TO DO
All lines with the word "lock" must be pulled from the entries below.

(Records from a data collection)
-.-.-

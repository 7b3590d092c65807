//! End-to-end lifecycle tests driving the bridge the way the engine does:
//! phase callbacks in, status codes out, with filters that suspend, fault,
//! and resume from other tasks.

use std::sync::atomic::{AtomicUsize, Ordering};
use std::sync::Arc;
use std::time::Duration;

use parking_lot::Mutex;

use trestle::{Bridge, EngineApi, FinalizeReason, MockEngine, RequestDescriptor, RequestHandle};
use trestle_filter_api::{
    BufferInstance, DestroyReason, FilterCallbacks, FilterConfig, FilterError, FilterFactory,
    FilterResult, HeaderMap, HttpFilter, LocalReply, Phase, StatusType,
};

/// Captures the callback handle the factory receives and counts destroy
/// hook invocations, so tests can drive continuations from outside.
#[derive(Default)]
struct Recorder {
    callbacks: Mutex<Option<Arc<dyn FilterCallbacks>>>,
    destroyed: AtomicUsize,
}

impl Recorder {
    fn callbacks(&self) -> Arc<dyn FilterCallbacks> {
        self.callbacks
            .lock()
            .clone()
            .expect("factory was never invoked")
    }
}

enum Script {
    /// Pass everything through.
    Continue,
    /// Suspend in decode-header; a test resumes through the callbacks.
    SuspendOnHeaders,
    /// Panic in decode-data.
    PanicOnData,
    /// Reply 403 from decode-header.
    ReplyOnHeaders,
}

struct ScriptedFilter {
    script: Arc<Script>,
    recorder: Arc<Recorder>,
}

impl HttpFilter for ScriptedFilter {
    fn decode_headers(&self, _headers: &dyn HeaderMap, _end_stream: bool) -> FilterResult {
        match *self.script {
            Script::SuspendOnHeaders => Ok(StatusType::Running),
            Script::ReplyOnHeaders => {
                self.recorder
                    .callbacks()
                    .send_local_reply(LocalReply::new(403).with_body("denied"));
                Ok(StatusType::LocalReply)
            }
            _ => Ok(StatusType::Continue),
        }
    }

    fn decode_data(&self, _data: &dyn BufferInstance, _end_stream: bool) -> FilterResult {
        match *self.script {
            Script::PanicOnData => panic!("filter exploded"),
            _ => Ok(StatusType::Continue),
        }
    }

    fn on_destroy(&self, _reason: DestroyReason) {
        self.recorder.destroyed.fetch_add(1, Ordering::AcqRel);
    }
}

struct ScriptedFactory {
    script: Arc<Script>,
    recorder: Arc<Recorder>,
}

impl FilterFactory for ScriptedFactory {
    fn create(
        &self,
        _config: FilterConfig,
        callbacks: Arc<dyn FilterCallbacks>,
    ) -> Box<dyn HttpFilter> {
        *self.recorder.callbacks.lock() = Some(callbacks);
        Box::new(ScriptedFilter {
            script: Arc::clone(&self.script),
            recorder: Arc::clone(&self.recorder),
        })
    }
}

struct Harness {
    engine: Arc<MockEngine>,
    bridge: Bridge,
    recorder: Arc<Recorder>,
    config_id: u64,
}

impl Harness {
    fn new(script: Script) -> Harness {
        let engine = Arc::new(MockEngine::new());
        let recorder = Arc::new(Recorder::default());
        let factory = Arc::new(ScriptedFactory {
            script: Arc::new(script),
            recorder: Arc::clone(&recorder),
        });
        let bridge = Bridge::new(Arc::clone(&engine) as Arc<dyn EngineApi>, factory, None);
        let config_id = bridge.new_config(b"{}");
        assert_ne!(config_id, 0);
        Harness {
            engine,
            bridge,
            recorder,
            config_id,
        }
    }

    fn descriptor(&self, handle: usize, phase: Phase) -> RequestDescriptor {
        RequestDescriptor {
            handle: RequestHandle(handle),
            config_id: self.config_id,
            phase: phase.code(),
        }
    }
}

#[tokio::test]
async fn suspended_phase_resumes_from_another_task() {
    let harness = Harness::new(Script::SuspendOnHeaders);
    let handle = RequestHandle(1);
    harness.engine.add_request(handle);

    let status = harness
        .bridge
        .on_header(harness.descriptor(1, Phase::DecodeHeader), false, 0, 0);
    assert_eq!(status, StatusType::Running.code());
    assert!(harness.engine.continues(handle).is_empty());

    let callbacks = harness.recorder.callbacks();
    let resume = tokio::spawn(async move {
        tokio::time::sleep(Duration::from_millis(20)).await;
        callbacks.continue_request(StatusType::Continue);
    });
    resume.await.expect("resume task panicked");

    assert_eq!(
        harness.engine.continues(handle),
        vec![StatusType::Continue.code()]
    );
}

#[test]
fn panic_in_a_phase_sends_one_safe_reply_and_quiesces_the_request() {
    let harness = Harness::new(Script::PanicOnData);
    let handle = RequestHandle(1);
    harness.engine.add_request(handle);

    let status = harness
        .bridge
        .on_header(harness.descriptor(1, Phase::DecodeHeader), false, 0, 0);
    assert_eq!(status, StatusType::Continue.code());

    let status = harness
        .bridge
        .on_data(harness.descriptor(1, Phase::DecodeData), false, 0xb0, 4);
    assert_eq!(status, StatusType::LocalReply.code());

    let replies = harness.engine.local_replies(handle);
    assert_eq!(replies.len(), 1);
    assert_eq!(replies[0].status_code, 500);
    assert_eq!(replies[0].body, "error happened in filter\r\n");
    assert_eq!(replies[0].details, "filter_fault");

    // Anything the engine still drives afterwards is inert.
    let status = harness
        .bridge
        .on_header(harness.descriptor(1, Phase::EncodeHeader), false, 0, 0);
    assert_eq!(status, StatusType::LocalReply.code());
    assert_eq!(harness.engine.local_replies(handle).len(), 1);
    assert!(harness.engine.continues(handle).is_empty());
}

#[test]
fn concurrent_faults_produce_exactly_one_reply() {
    let harness = Harness::new(Script::Continue);
    let handle = RequestHandle(1);
    harness.engine.add_request(handle);

    harness
        .bridge
        .on_header(harness.descriptor(1, Phase::DecodeHeader), false, 0, 0);

    let workers: Vec<_> = (0..8)
        .map(|i| {
            let callbacks = harness.recorder.callbacks();
            std::thread::spawn(move || {
                callbacks.handle_fault(FilterError::fault(format!("worker {i} failed")));
            })
        })
        .collect();
    for worker in workers {
        worker.join().expect("fault worker panicked");
    }

    let replies = harness.engine.local_replies(handle);
    assert_eq!(replies.len(), 1);
    assert_eq!(replies[0].status_code, 500);
}

#[test]
fn filter_reply_short_circuits_the_remaining_phases() {
    let harness = Harness::new(Script::ReplyOnHeaders);
    let handle = RequestHandle(1);
    harness.engine.add_request(handle);

    let status = harness
        .bridge
        .on_header(harness.descriptor(1, Phase::DecodeHeader), false, 0, 0);
    assert_eq!(status, StatusType::LocalReply.code());

    let replies = harness.engine.local_replies(handle);
    assert_eq!(replies.len(), 1);
    assert_eq!(replies[0].status_code, 403);
    assert_eq!(replies[0].body, "denied");

    let status = harness
        .bridge
        .on_data(harness.descriptor(1, Phase::DecodeData), true, 0xb0, 0);
    assert_eq!(status, StatusType::LocalReply.code());
    assert_eq!(harness.engine.local_replies(handle).len(), 1);
}

#[test]
fn destroy_runs_the_hook_then_finalizes_exactly_once() {
    let harness = Harness::new(Script::Continue);
    let handle = RequestHandle(1);
    harness.engine.add_request(handle);

    harness
        .bridge
        .on_header(harness.descriptor(1, Phase::DecodeHeader), false, 0, 0);
    harness.bridge.on_destroy(handle, 0);

    assert_eq!(harness.recorder.destroyed.load(Ordering::Acquire), 1);
    assert_eq!(
        harness.engine.finalizations(handle),
        vec![FinalizeReason::Normal]
    );
    assert!(harness.bridge.requests().is_empty());

    // A second destroy for the same handle must change nothing.
    harness.bridge.on_destroy(handle, 0);
    assert_eq!(harness.recorder.destroyed.load(Ordering::Acquire), 1);
    assert_eq!(
        harness.engine.finalizations(handle),
        vec![FinalizeReason::Normal]
    );
}

#[test]
fn continuation_arriving_after_destroy_is_harmless() {
    let harness = Harness::new(Script::SuspendOnHeaders);
    let handle = RequestHandle(1);
    harness.engine.add_request(handle);

    let status = harness
        .bridge
        .on_header(harness.descriptor(1, Phase::DecodeHeader), false, 0, 0);
    assert_eq!(status, StatusType::Running.code());

    let callbacks = harness.recorder.callbacks();
    harness.bridge.on_destroy(handle, 0);
    callbacks.continue_request(StatusType::Continue);

    assert!(harness.engine.continues(handle).is_empty());
    assert_eq!(
        harness.engine.finalizations(handle),
        vec![FinalizeReason::Normal]
    );
}

#[test]
fn fault_arriving_after_destroy_is_harmless() {
    let harness = Harness::new(Script::Continue);
    let handle = RequestHandle(1);
    harness.engine.add_request(handle);

    harness
        .bridge
        .on_header(harness.descriptor(1, Phase::DecodeHeader), false, 0, 0);
    let callbacks = harness.recorder.callbacks();
    harness.bridge.on_destroy(handle, 0);

    // A worker the filter spawned fails only after the engine tore the
    // request down; nothing may touch the released handle.
    callbacks.handle_fault(FilterError::fault("late worker failure"));

    assert!(harness.engine.local_replies(handle).is_empty());
    assert_eq!(
        harness.engine.finalizations(handle),
        vec![FinalizeReason::Normal]
    );
}

#[test]
fn duplicate_handle_never_disturbs_the_existing_owner() {
    let harness = Harness::new(Script::Continue);
    let handle = RequestHandle(1);
    harness.engine.add_request(handle);

    let first = harness
        .bridge
        .on_header(harness.descriptor(1, Phase::DecodeHeader), false, 0, 0);
    assert_eq!(first, StatusType::Continue.code());

    let second = harness
        .bridge
        .on_header(harness.descriptor(1, Phase::DecodeHeader), false, 0, 0);
    assert_eq!(second, StatusType::LocalReply.code());

    // The owner is untouched: no reply went out, no native release ran.
    assert_eq!(harness.bridge.requests().len(), 1);
    assert!(harness.engine.local_replies(handle).is_empty());
    assert!(harness.engine.finalizations(handle).is_empty());

    harness.bridge.on_destroy(handle, 0);
    assert_eq!(
        harness.engine.finalizations(handle),
        vec![FinalizeReason::Normal]
    );
}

-.-.-

ANSWER
            .lock()
        *self.recorder.callbacks.lock() = Some(callbacks);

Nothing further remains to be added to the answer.